The MEK complains they are not allowed to leave and they live without reliable electricity, air condition or water supplies.

“This is not a place to live in. This is not a camp. This is only a prison,” said Liberty resident Homa Roboby, 28. “They are trying to make a life here that is intolerable.”

The MEK is an opposition group to Tehran’s clerical regime. Several thousand of its members were given sanctuary in Iraq by dictator Saddam Hussein. But the Shiite-led government in Baghdad, which is bolstering its ties with Iran, says its members are living in Iraq illegally.

The group is also designated as a terrorist organization by the United States but Washington is currently weighing whether to take them off the list — a decision that will be made in upcoming weeks.
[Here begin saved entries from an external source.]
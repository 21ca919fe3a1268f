use clap::Parser;
use std::process;
use xtools::cli::{Args, default_log_filter, run};

fn main() {
    let args = Args::parse();
    env_logger::Builder::from_env(
        env_logger::Env::default().default_filter_or(default_log_filter(&args)),
    )
    .init();

    if let Err(e) = run(&args) {
        eprintln!("Error: {}", e);
        process::exit(1);
    }
}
Camp Liberty was designed as a compromise way-station for the U.N. to speed the exiles out of Iraq peacefully. Iraqi security forces have launched two deadly raids since 2009 on the MEK’s longtime home at Camp Ashraf, an inclusive mini-city that the exiles never wanted to leave.

At Liberty, the exiles live in cramped portable housing units left behind by the U.S. military, which occupied the base until it withdrew its troops from Iraq last December. They receive medical attention in a former first aid station. And they eat in a former U.S. dining hall complete with flat-screen TVs that looks very much like how the military left it — with the addition of fresh flowers on tables.

A small patch of yellow sunflowers was planted outside the dining hall, and twinkly lights were strung around posts and from the ceilings in an attempt to brighten up an area that has been dingy if sufficient for inhabitants long before the MEK arrived.

Most of the exiles wore loose clothes in khaki and other muted solid colors, and swarmed the visitors with their grievances. “Message fully understood,” one British diplomat said repeatedly.

The Associated Press and Iraq’s state-run TV were also on the tour in the first time the government has allowed journalists inside Liberty since the MEK began moving there earlier this year.

The exiles’ local leader, Abbas Davari, called the camp “dilapidated” and complained that the Iraqi government has delayed the MEK from moving generators to Liberty from Ashraf, and stymied construction of a new water treatment system.

Gorges Bakoos, who is overseeing the issue for the government, said officials are trying to solve both problems. In the meantime, he said, each exile receives at least 200 liters of water every day, above the U.N. standard of 120 daily liters per refugee. And he said residents already get electricity around the clock — unlike most Iraqis who only get a few hours each day.

The exiles denied that. “In front of you, they say one thing, but once you go — no way,” said Youssef Mahoozi, 51, who lived at Ashraf for 25 years before moving to Liberty six months ago.

The next group of exiles will move within days from Ashraf to Liberty, where U.N. will process their refugee applications and try to find counties to accept them. After that, an estimated 200 will remain at Ashraf for a few more weeks as they try to sell property left behind to traders.

The U.N. has interviewed about 90 Liberty residents but has yet to find any countries that will take them. “We are in dire need of countries coming forward to offer their help,” Gyorgy Busztin, deputy U.N. envoy to Iraq, told the diplomats.